DE102018103326A1 - connecting element - Google Patents

Abstract

The invention relates to a connecting element 10, 30 for connecting at least two superimposed components, with a shaft 14, 34 and provided with a drive 38 head 12, 32, wherein the shaft 14, 34 is formed of a base material and at its head 12, 32 opposite free shaft end ends. The invention is characterized in that a tip 16, 40 of application material is applied to the free shaft end, which is different from the base material.

Description

The invention relates to a connecting element according to the preamble of claim 1 and to a method for the production thereof according to claim 11.

Basically, it is known to make self-tapping screws in two-piece design, in order to achieve a high corrosion resistance of the bearing area or the head and at the same time to achieve a high hardness of the furrowed threads.

Such a screw is for example off DE 20 2006 000 606 U1 known.

This type of production has the disadvantage that two bolt parts made of solid material must be connected to each other. The connection of both bolt parts results in a center offset, which must be compensated by a separate rolling operation again.

It is an object of the invention to provide a thread-forming screw with low susceptibility to corrosion, which makes it possible to furrow in higher strength components, and to provide a method for producing the same.

The object is solved by the characterizing features of claim 1 in conjunction with its preamble features.

The dependent claims form advantageous developments of the invention.

In a known manner, a connecting element for connecting at least two superimposed components, a shaft and a head provided with a drive.

The shaft is formed of a base material and terminates at its free end opposite the head.

According to the invention, a tip region of application material adjoins the free shaft end of base material, which was applied in particular by build-up welding.

In this way, different material properties can advantageously be realized in a connecting element. Thus, the application material may be a harder or a hardenable material compared to the base material. This allows penetration of components whose hardness is greater than that of the base material.

Advantageous properties of the base material, in particular with regard to corrosion properties can be used without having to take into account the hardness requirements necessary for the retention properties.

For example, the base material may be a stainless and acid resistant steel or a nonferrous metal or a nonferrous metal alloy.

The application material is preferably formed as martensitic hardenable steel.

The application material can also be a material mixture. For example, consisting of stainless steel, carbide and other components with specific properties such. B. known under the brand name Stellite.

Preferably, the application material can form a tip in the tip region. This can be made in particular by rolling or pinching or other manufacturing processes.

Through the mechanical post-processing of the job-welded tip portion, drill bits or flow-hole forming tips for screws or other fasteners, e.g. B. Reibschweißverbindungselemente or rivets or nails are made.

Preferably, the connecting element next to the tip further functional areas between the tip and the head have. This may be, for example, a screw thread, which is designed in particular as Furchgewinde.

In such a thread-forming, in particular hole-forming and self-tapping screw, the furrow region of the screw thread according to the invention may also have a thread made of material which is welded onto the workpiece.

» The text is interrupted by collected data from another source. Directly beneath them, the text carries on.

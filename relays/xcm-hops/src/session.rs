// Copyright (C) Parity Technologies (UK) Ltd.
// This file is part of Parity Bridges Common.

// Parity Bridges Common is free software: you can redistribute it and/or modify
// it under the terms of the GNU General Public License as published by
// the Free Software Foundation, either version 3 of the License, or
// (at your option) any later version.

// Parity Bridges Common is distributed in the hope that it will be useful,
// but WITHOUT ANY WARRANTY; without even the implied warranty of
// MERCHANTABILITY or FITNESS FOR A PARTICULAR PURPOSE.  See the
// GNU General Public License for more details.

// You should have received a copy of the GNU General Public License
// along with Parity Bridges Common.  If not, see <http://www.gnu.org/licenses/>.

//! Interactive dry-run session.
//!
//! The session runs one request at a time. Starting a new request supersedes the
//! running one: its task is aborted and nothing it produces afterwards reaches the
//! session state, because every update is checked against the generation of the run.

use crate::{
	error::Result,
	orchestrator::{HopOrchestrator, Termination},
	request::DryRunRequest,
	LOG_TARGET,
};

use bp_xcm_hops::Hop;
use std::sync::Arc;
use tokio::{runtime::Handle, sync::watch, task::JoinHandle};

/// Status of the latest run.
#[derive(Clone, Debug, Default, PartialEq)]
pub enum RunStatus {
	/// Nothing has been started yet.
	#[default]
	Idle,
	/// The run is in progress.
	Running,
	/// The run has completed.
	Finished(Termination),
	/// The run has failed.
	Failed(String),
}

/// State of the session, as seen by observers.
#[derive(Clone, Debug, Default, PartialEq)]
pub struct SessionState {
	/// Generation of the latest run. Incremented by every start.
	pub generation: u64,
	/// Request of the latest run.
	pub request: Option<DryRunRequest>,
	/// Hops of the latest run.
	pub hops: Vec<Hop>,
	/// Status of the latest run.
	pub status: RunStatus,
}

/// Session that owns at most one running dry-run.
pub struct DryRunSession {
	orchestrator: Arc<HopOrchestrator>,
	state: Arc<watch::Sender<SessionState>>,
	task: Option<JoinHandle<()>>,
}

impl DryRunSession {
	/// Create idle session.
	pub fn new(orchestrator: HopOrchestrator) -> Self {
		DryRunSession {
			orchestrator: Arc::new(orchestrator),
			state: Arc::new(watch::Sender::new(SessionState::default())),
			task: None,
		}
	}

	/// Follow the session state.
	pub fn subscribe(&self) -> watch::Receiver<SessionState> {
		self.state.subscribe()
	}

	/// Current session state.
	pub fn state(&self) -> SessionState {
		self.state.borrow().clone()
	}

	/// Start dry-running the request, superseding the running one. Returns generation of
	/// the new run.
	///
	/// Fails without touching the running dry-run if called outside of the tokio runtime.
	pub fn start(&mut self, request: DryRunRequest) -> Result<u64> {
		let runtime = Handle::try_current()?;
		if let Some(task) = self.task.take() {
			task.abort();
		}

		let mut generation = 0;
		self.state.send_modify(|state| {
			state.generation += 1;
			state.request = Some(request.clone());
			state.hops.clear();
			state.status = RunStatus::Running;
			generation = state.generation;
		});
		tracing::debug!(target: LOG_TARGET, generation, chain = %request.chain, "Started dry-run");

		let orchestrator = self.orchestrator.clone();
		let sender = self.state.clone();
		self.task = Some(runtime.spawn(async move {
			let result = orchestrator
				.dry_run_with(&request, |hop| {
					sender.send_if_modified(|state| {
						if state.generation != generation {
							return false
						}
						state.hops.push(hop.clone());
						true
					});
				})
				.await;

			let status = match result {
				Ok(report) => RunStatus::Finished(report.termination),
				Err(interrupted) => {
					tracing::debug!(
						target: LOG_TARGET,
						generation,
						hops = interrupted.hops.len(),
						error = %interrupted.error,
						"Dry-run has failed",
					);
					RunStatus::Failed(interrupted.error.to_string())
				},
			};
			let updated = sender.send_if_modified(|state| {
				if state.generation != generation {
					return false
				}
				state.status = status;
				true
			});
			if !updated {
				tracing::trace!(target: LOG_TARGET, generation, "Dropping superseded dry-run result");
			}
		}));

		Ok(generation)
	}

	/// Wait until the latest run completes and return the session state.
	pub async fn wait(&mut self) -> SessionState {
		if let Some(task) = self.task.take() {
			if let Err(error) = task.await {
				tracing::debug!(target: LOG_TARGET, %error, "Dry-run task has not completed");
			}
		}
		self.state()
	}
}

impl Drop for DryRunSession {
	fn drop(&mut self) {
		if let Some(task) = self.task.take() {
			task.abort();
		}
	}
}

Alternatively, the connecting element may be a Reibschweißverbindungselement.

The tip of the connecting element according to the invention does not necessarily have to be acute-angled. It can also be rounded or obtuse-angled.

In a further aspect of the invention, this relates to a method for producing a connecting element described above.

Thus, according to the invention, a shank produced from a base material, in particular a bare shank, is coated with a coating material at least at its free shank end, so that the application material can be made a tip.

Preferably, a tip of the connecting element can be produced there in the tip region by further processing of the application material.

Preferably, the application material by means of build-up welding, in particular by means of laser deposition welding, Laserpulverauftragsschweißen, arc welding or plasma powder deposition welding or by other generative method.

According to a preferred embodiment, the free shaft end of base material can end cylindrically. This provides the largest possible contact surface for connecting the stem of base material with the applied application material available.

Preferably, the tip portion is mechanically deformed or machined after being purpose-welded to the free shaft end. In this way, different tip geometries can be provided as needed.

In addition to the tip, additional functional structures can be applied to the shaft.

Preferably, the functional structure may be a self-tapping screw thread. For this purpose, the application material can be applied in particular in the furrow region of the screw thread.

As a result, a nut thread can be produced in a component whose hardness is greater than the hardness of the base material of the connecting element, which is formed in this case as a thread-forming, and / or hole-forming screw.

The layer thickness of the application material is preferably at least 3% of the shaft diameter.

Furthermore, the invention relates to a method for producing a screw as described above, which has a drive and a screw shank with a thread. The thread has a load-bearing area and a ridge area. The screw shaft consists of a base material.

The main body is first pressed from the base material, which is coated in the region of the furrow portion of the thread with a coating material by application welded to the base material. The thread in the furrow area is formed by the application material.

According to a first embodiment, the thread can be applied directly to the base material. This happens in particular in that a bead is welded around the shaft in a helix shape that is customary for screws.

As a result, a self-tapping thread can be produced directly by welding the thread. As a result, threads can be produced in particular with a blunt flank angle or rounded thread flanks.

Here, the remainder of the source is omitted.